If you believe you are being scammed, you should hang up immediately. If you feel the need to check into things further DO NOT call them back on the number provided to you. Search the internet for the agency they claim to be from and contact that agency directly to verify further.
Victims locally are losing tens of thousands of dollars to these scams. Please share this information with your elderly family, friends and neighbors since they are the most susceptible to these scams.
The information below is from the AARP.
We may have entered the digital age, but the telephone remains a key weapon in scammers' arsenals. The Federal Trade Commission (FTC) received about 1.8 million fraud complaints in 2021 in which a contact method was identified, and in 36 percent of cases a call was the swindler’s way in.
Once they get you on the line, phone scammers use false promises, aggressive sales pitches and phony threats to pry loose information they can use to steal your money or identity (or both).
It’s easy to understand why crooks love to dial you up. Based on the results of a March 2021 survey, call-security app maker Truecaller estimates that some 59 million Americans lost money to a phone scam in the previous 12 months. According to FTC data, the median loss in scams that start with a call is $1,200, higher than for any other method of contact.
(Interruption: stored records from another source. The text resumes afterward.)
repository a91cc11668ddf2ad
use crate::api::ApiError;
use leptos::*;

fn detail_lines(error: &ApiError) -> Vec<String> {
    error
        .details
        .as_ref()
        .and_then(|details| details.get("errors"))
        .and_then(|v| v.as_array())
        .map(|errors| {
            errors
                .iter()
                .filter_map(|err| err.as_str().map(str::to_string))
                .collect()
        })
        .unwrap_or_default()
}

#[component]
pub fn InlineErrorMessage(error: Signal<Option<ApiError>>) -> impl IntoView {
    view! {
        <Show when=move || error.get().is_some() fallback=|| ()>
            <div
                role="alert"
                class="bg-status-error-bg border border-status-error-border text-status-error-text px-4 py-3 rounded space-y-1 my-2"
            >
                <div class="font-bold">{move || error.get().map(|e| e.error).unwrap_or_default()}</div>
                {move || {
                    let lines = error.get().map(|e| detail_lines(&e)).unwrap_or_default();
                    if lines.is_empty() {
                        ().into_view()
                    } else {
                        view! {
                            <ul class="list-disc list-inside text-sm">
                                {lines.into_iter().map(|line| view! { <li>{line}</li> }).collect_view()}
                            </ul>
                        }
                        .into_view()
                    }
                }}
            </div>
        </Show>
    }
}
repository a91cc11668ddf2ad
use crate::{
    access::role::role_label,
    api::User,
    components::layout::Layout,
    state::session::use_session,
};
use leptos::*;

#[component]
pub fn ProfilePage() -> impl IntoView {
    let session = use_session();
    let state = session.state();
    let user = Signal::derive(move || state.with(|s| s.user.clone()));
    view! {
        <Layout>
            <ProfileCard user=user />
        </Layout>
    }
}

fn field(label: &'static str, value: String) -> impl IntoView {
    let value = if value.trim().is_empty() { "-".to_string() } else { value };
    view! {
        <div class="py-2 grid grid-cols-3 gap-4">
            <dt class="text-sm font-medium text-fg-muted">{label}</dt>
            <dd class="text-sm text-fg col-span-2">{value}</dd>
        </div>
    }
}

#[component]
pub fn ProfileCard(user: Signal<Option<User>>) -> impl IntoView {
    view! {
        <div class="bg-surface-elevated shadow rounded-lg p-6 space-y-4">
            <h1 class="text-2xl font-bold text-fg">"Profile"</h1>
            {move || match user.get() {
                None => ().into_view(),
                Some(user) => view! {
                    <div class="flex items-center gap-4">
                        {user.photo.clone().map(|src| view! {
                            <img src=src alt="Profile photo" class="h-16 w-16 rounded-full object-cover"/>
                        })}
                        <div>
                            <p class="text-lg font-semibold text-fg">{user.name.clone()}</p>
                            <p class="text-sm text-fg-muted">{role_label(user.user_type)}</p>
                        </div>
                    </div>
                    <dl class="divide-y divide-border">
                        {field("Email", user.email)}
                        {field("Mobile", user.mobile)}
                        {field("City", user.city)}
                        {field("State", user.state)}
                    </dl>
                }.into_view(),
            }}
        </div>
    }
}
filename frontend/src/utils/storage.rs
use std::cell::RefCell;
use std::collections::HashMap;
use std::rc::Rc;

use thiserror::Error;
use web_sys::{Storage, Window};

#[derive(Debug, Clone, PartialEq, Eq, Error)]
pub enum StorageError {
    #[error("No window object")]
    NoWindow,
    #[error("No localStorage")]
    Unavailable,
    #[error("Failed to write `{0}`")]
    Write(String),
    #[error("Failed to remove `{0}`")]
    Remove(String),
}

pub fn window() -> Result<Window, StorageError> {
    web_sys::window().ok_or(StorageError::NoWindow)
}

pub fn local_storage() -> Result<Storage, StorageError> {
    window()?
        .local_storage()
        .map_err(|_| StorageError::Unavailable)?
        .ok_or(StorageError::Unavailable)
}

/// String key/value backend the session mirror is written to.
pub trait KeyValueStore {
    fn get(&self, key: &str) -> Option<String>;
    fn set(&self, key: &str, value: &str) -> Result<(), StorageError>;
    fn remove(&self, key: &str) -> Result<(), StorageError>;
}

/// `window.localStorage`, resolved on every call so a page that loses
/// storage access mid-session degrades to errors instead of panics.
#[derive(Debug, Clone, Copy, Default)]
pub struct BrowserStorage;

impl KeyValueStore for BrowserStorage {
    fn get(&self, key: &str) -> Option<String> {
        local_storage().ok()?.get_item(key).ok().flatten()
    }

    fn set(&self, key: &str, value: &str) -> Result<(), StorageError> {
        local_storage()?
            .set_item(key, value)
            .map_err(|_| StorageError::Write(key.to_string()))
    }

    fn remove(&self, key: &str) -> Result<(), StorageError> {
        local_storage()?
            .remove_item(key)
            .map_err(|_| StorageError::Remove(key.to_string()))
    }
}

#[derive(Debug, Clone, Default)]
pub struct MemoryStorage {
    entries: Rc<RefCell<HashMap<String, String>>>,
}

impl MemoryStorage {
    pub fn new() -> Self {
        Self::default()
    }

    pub fn len(&self) -> usize {
        self.entries.borrow().len()
    }

    pub fn is_empty(&self) -> bool {
        self.entries.borrow().is_empty()
    }
}

impl KeyValueStore for MemoryStorage {
    fn get(&self, key: &str) -> Option<String> {
        self.entries.borrow().get(key).cloned()
    }

    fn set(&self, key: &str, value: &str) -> Result<(), StorageError> {
        self.entries
            .borrow_mut()
            .insert(key.to_string(), value.to_string());
        Ok(())
    }

    fn remove(&self, key: &str) -> Result<(), StorageError> {
        self.entries.borrow_mut().remove(key);
        Ok(())
    }
}

/// Browser storage inside the wasm build, memory everywhere else.
pub fn default_store() -> Rc<dyn KeyValueStore> {
    #[cfg(target_arch = "wasm32")]
    {
        Rc::new(BrowserStorage)
    }
    #[cfg(not(target_arch = "wasm32"))]
    {
        Rc::new(MemoryStorage::new())
    }
}
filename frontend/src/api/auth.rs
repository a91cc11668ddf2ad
use super::{
    client::{login_failure, transport_failure, ApiClient},
    types::{ApiError, LoginRequest, LoginResponse},
};

impl ApiClient {
    /// `POST {base}/login`. Only talks to the network; the session store owns
    /// persistence.
    pub async fn login(&self, request: &LoginRequest) -> Result<LoginResponse, ApiError> {
        let base_url = self.resolved_base_url().await;
        let response = self
            .http_client()
            .post(format!("{}/login", base_url))
            .json(request)
            .send()
            .await
            .map_err(transport_failure)?;

        let status = response.status();
        if status.is_success() {
            Self::parse_json(response).await
        } else {
            let message = Self::error_message(response).await;
            Err(login_failure(status, message))
        }
    }
}
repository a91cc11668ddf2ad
pub mod session;
pub mod navigation;
pub mod storage;
pub mod token;
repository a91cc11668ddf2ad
pub mod summary;

pub use summary::CountCardsSection;
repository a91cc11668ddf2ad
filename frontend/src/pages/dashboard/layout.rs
use crate::components::layout::Layout;
use leptos::*;

#[component]
pub fn DashboardFrame(children: Children) -> impl IntoView {
    view! { <Layout>{children()}</Layout> }
}
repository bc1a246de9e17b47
//! View module - drawing surfaces and geometry
//!
//! The gutter draws through the [`Canvas`] trait so it can paint into a
//! pixel [`Frame`] (via [`FramePainter`]) or any other surface a host uses.

pub mod frame;
pub mod geometry;

pub use frame::{blend_colors, Frame, FramePainter};
pub use geometry::{Rect, Size, VerticalExtent};

use crate::font::FontHandle;
use crate::theme::Color;

/// A drawing surface provided by the host for one paint pass
pub trait Canvas {
    /// Fill a rectangle (view coordinates) with a solid color
    fn fill_rect(&mut self, rect: Rect, color: Color);

    /// Draw `text` with its baseline at `baseline_y`, starting at `x`
    fn draw_text(&mut self, font: &FontHandle, x: i32, baseline_y: i32, text: &str, color: Color);
}
//! Frame abstraction for drawing primitives
//!
//! Provides a simple, safe API for pixel buffer operations and the [`Canvas`]
//! implementation that draws gutter labels into it with fontdue glyphs.

use crate::font::{FontHandle, FontdueFonts, GlyphCache};
use crate::theme::Color;

use super::{Canvas, Rect};

/// Blend a foreground color onto a background color using alpha compositing.
///
/// Both colors are in ARGB format (0xAARRGGBB). Returns the blended color
/// with full opacity (alpha = 0xFF).
#[inline]
pub fn blend_colors(bg: u32, fg: u32, alpha: f32) -> u32 {
    let bg_r = ((bg >> 16) & 0xFF) as f32;
    let bg_g = ((bg >> 8) & 0xFF) as f32;
    let bg_b = (bg & 0xFF) as f32;

    let fg_r = ((fg >> 16) & 0xFF) as f32;
    let fg_g = ((fg >> 8) & 0xFF) as f32;
    let fg_b = (fg & 0xFF) as f32;

    let final_r = (bg_r * (1.0 - alpha) + fg_r * alpha) as u32;
    let final_g = (bg_g * (1.0 - alpha) + fg_g * alpha) as u32;
    let final_b = (bg_b * (1.0 - alpha) + fg_b * alpha) as u32;

    0xFF000000 | (final_r << 16) | (final_g << 8) | final_b
}

/// Clipping rectangle in buffer pixels (inclusive start, exclusive end).
#[derive(Clone, Copy, Debug)]
struct ClipRect {
    x0: usize,
    y0: usize,
    x1: usize,
    y1: usize,
}

/// A frame buffer wrapper providing safe drawing primitives.
///
/// The buffer covers the view-space rectangle starting at `origin_y`, so a
/// gutter can render a scrolled clip region into a viewport-sized buffer.
/// Out-of-bounds operations are safely clipped.
pub struct Frame<'a> {
    buffer: &'a mut [u32],
    width: usize,
    height: usize,
    origin_y: i32,
    clip: Option<ClipRect>,
}

impl<'a> Frame<'a> {
    /// Create a new frame from a mutable pixel buffer
    ///
    /// If the buffer is smaller than width*height, dimensions are adjusted
    /// to match the actual buffer size to prevent out-of-bounds access.
    pub fn new(buffer: &'a mut [u32], width: usize, height: usize) -> Self {
        let expected_size = width * height;
        let actual_size = buffer.len();

        let (width, height) = if actual_size < expected_size && width > 0 {
            (width, actual_size / width)
        } else {
            (width, height)
        };

        Self {
            buffer,
            width,
            height,
            origin_y: 0,
            clip: None,
        }
    }

    /// View-space y coordinate of the buffer's first row
    pub fn with_origin_y(mut self, origin_y: i32) -> Self {
        self.origin_y = origin_y;
        self
    }

    #[inline]
    pub fn width(&self) -> usize {
        self.width
    }

    #[inline]
    pub fn height(&self) -> usize {
        self.height
    }

    #[inline]
    pub fn origin_y(&self) -> i32 {
        self.origin_y
    }

    /// Set a clipping rectangle in view coordinates. All subsequent drawing
    /// operations will be constrained to this region.
    pub fn set_clip(&mut self, rect: Rect) {
        let y = rect.y - self.origin_y;
        let x0 = (rect.x.max(0) as usize).min(self.width);
        let y0 = (y.max(0) as usize).min(self.height);
        let x1 = (rect.right().max(0) as usize).min(self.width);
        let y1 = ((y + rect.height).max(0) as usize).min(self.height);
        self.clip = Some(ClipRect { x0, y0, x1, y1 });
    }

    /// Remove the clipping rectangle, restoring full-frame drawing.
    pub fn clear_clip(&mut self) {
        self.clip = None;
    }

    #[inline]
    fn max_x(&self) -> usize {
        self.clip.map_or(self.width, |c| c.x1)
    }

    #[inline]
    fn max_y(&self) -> usize {
        self.clip.map_or(self.height, |c| c.y1)
    }

    #[inline]
    fn min_x(&self) -> usize {
        self.clip.map_or(0, |c| c.x0)
    }

    #[inline]
    fn min_y(&self) -> usize {
        self.clip.map_or(0, |c| c.y0)
    }

    /// Clear the entire buffer with a solid color
    #[inline]
    pub fn clear(&mut self, color: u32) {
        self.buffer.fill(color);
    }

    /// Fill a rectangle (view coordinates) with a solid color
    pub fn fill_rect(&mut self, rect: Rect, color: u32) {
        let y = rect.y - self.origin_y;
        let x0 = (rect.x.max(0) as usize).max(self.min_x());
        let y0 = (y.max(0) as usize).max(self.min_y());
        let x1 = (rect.right().max(0) as usize).min(self.max_x());
        let y1 = ((y + rect.height).max(0) as usize).min(self.max_y());

        for py in y0..y1 {
            let row_start = py * self.width;
            for px in x0..x1 {
                self.buffer[row_start + px] = color;
            }
        }
    }

    /// Set a single pixel in buffer coordinates (bounds-checked, respects clip)
    #[inline]
    pub fn set_pixel(&mut self, x: usize, y: usize, color: u32) {
        if x >= self.min_x() && x < self.max_x() && y >= self.min_y() && y < self.max_y() {
            self.buffer[y * self.width + x] = color;
        }
    }

    /// Get a single pixel in buffer coordinates (returns 0 if out of bounds)
    #[inline]
    pub fn get_pixel(&self, x: usize, y: usize) -> u32 {
        if x < self.width && y < self.height {
            self.buffer[y * self.width + x]
        } else {
            0
        }
    }

    /// Blend a pixel with alpha (ARGB format, alpha in high byte)
    #[inline]
    pub fn blend_pixel(&mut self, x: usize, y: usize, color: u32) {
        if x < self.min_x() || x >= self.max_x() || y < self.min_y() || y >= self.max_y() {
            return;
        }

        let idx = y * self.width + x;
        let alpha = ((color >> 24) & 0xFF) as f32 / 255.0;
        if alpha <= 0.0 {
            return;
        }
        if alpha >= 1.0 {
            self.buffer[idx] = color | 0xFF000000;
            return;
        }

        self.buffer[idx] = blend_colors(self.buffer[idx], color, alpha);
    }
}

/// Canvas drawing gutter labels into a [`Frame`] with fontdue glyphs.
///
/// With antialiasing off, glyph coverage is thresholded to fully on/off
/// pixels, matching the integer advances `FontdueFonts` measures with.
pub struct FramePainter<'a> {
    frame: Frame<'a>,
    fonts: &'a FontdueFonts,
    glyph_cache: &'a mut GlyphCache,
    antialias: bool,
}

impl<'a> FramePainter<'a> {
    pub fn new(
        frame: Frame<'a>,
        fonts: &'a FontdueFonts,
        glyph_cache: &'a mut GlyphCache,
        antialias: bool,
    ) -> Self {
        Self {
            frame,
            fonts,
            glyph_cache,
            antialias,
        }
    }

    pub fn frame(&self) -> &Frame<'a> {
        &self.frame
    }

    pub fn frame_mut(&mut self) -> &mut Frame<'a> {
        &mut self.frame
    }
}

impl Canvas for FramePainter<'_> {
    fn fill_rect(&mut self, rect: Rect, color: Color) {
        self.frame.fill_rect(rect, color.to_argb_u32());
    }

    fn draw_text(&mut self, font: &FontHandle, x: i32, baseline_y: i32, text: &str, color: Color) {
        let color = color.to_argb_u32() | 0xFF000000;
        let baseline = (baseline_y - self.frame.origin_y) as f32;
        let mut current_x = x as f32;

        for ch in text.chars() {
            let glyph = self.fonts.rasterize(&mut *self.glyph_cache, font, ch);
            let Some((metrics, bitmap)) = glyph else {
                tracing::debug!(family = font.family(), "no font face available, label skipped");
                return;
            };

            let glyph_top = baseline - metrics.height as f32 - metrics.ymin as f32;

            for bitmap_y in 0..metrics.height {
                for bitmap_x in 0..metrics.width {
                    let Some(&coverage) = bitmap.get(bitmap_y * metrics.width + bitmap_x) else {
                        continue;
                    };
                    let alpha = if self.antialias {
                        coverage
                    } else if coverage >= 128 {
                        0xFF
                    } else {
                        0
                    };
                    if alpha == 0 {
                        continue;
                    }

                    let px = current_x as isize + bitmap_x as isize + metrics.xmin as isize;
                    let py = (glyph_top + bitmap_y as f32) as isize;
                    if px < 0 || py < 0 {
                        continue;
                    }
                    let blended = (color & 0x00FF_FFFF) | ((alpha as u32) << 24);
                    self.frame.blend_pixel(px as usize, py as usize, blended);
                }
            }

            current_x += if self.antialias {
                metrics.advance_width
            } else {
                metrics.advance_width.round()
            };
        }
    }
}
Technology has made this illicit work easy. With auto dialers, shady operators can blast out robocalls by the millions for just a few dollars a day. Readily available spoofing tools can trick your caller ID into displaying a genuine government or corporate number, or one that appears to be local, to increase the chances that you’ll answer.
Have you seen this scam?
Whether live or automated, scam callers often pose as representatives of government agencies or familiar tech, travel, retail or financial companies, supposedly calling with valuable information. It might be good news. (You’re eligible for a big cash prize! You’ve been preselected for this great vacation deal!) It might be bad. (You owe back taxes. There’s a problem with your credit card account.) Whatever the issue, it can be resolved if you’ll just, say, provide your Social Security number or make an immediate payment.
Phone scammers might also impersonate charity fundraisers or even your grandchildren, playing on your generosity or family bonds to get you to fork over money. And, like the rest of us, they're thinking a lot about COVID-19. Nearly 3 in 5 respondents to the Truecaller survey reported receiving a pandemic-related scam call or text message in the previous 12 months as crooks sought to exploit people's fears for their health and financial well-being.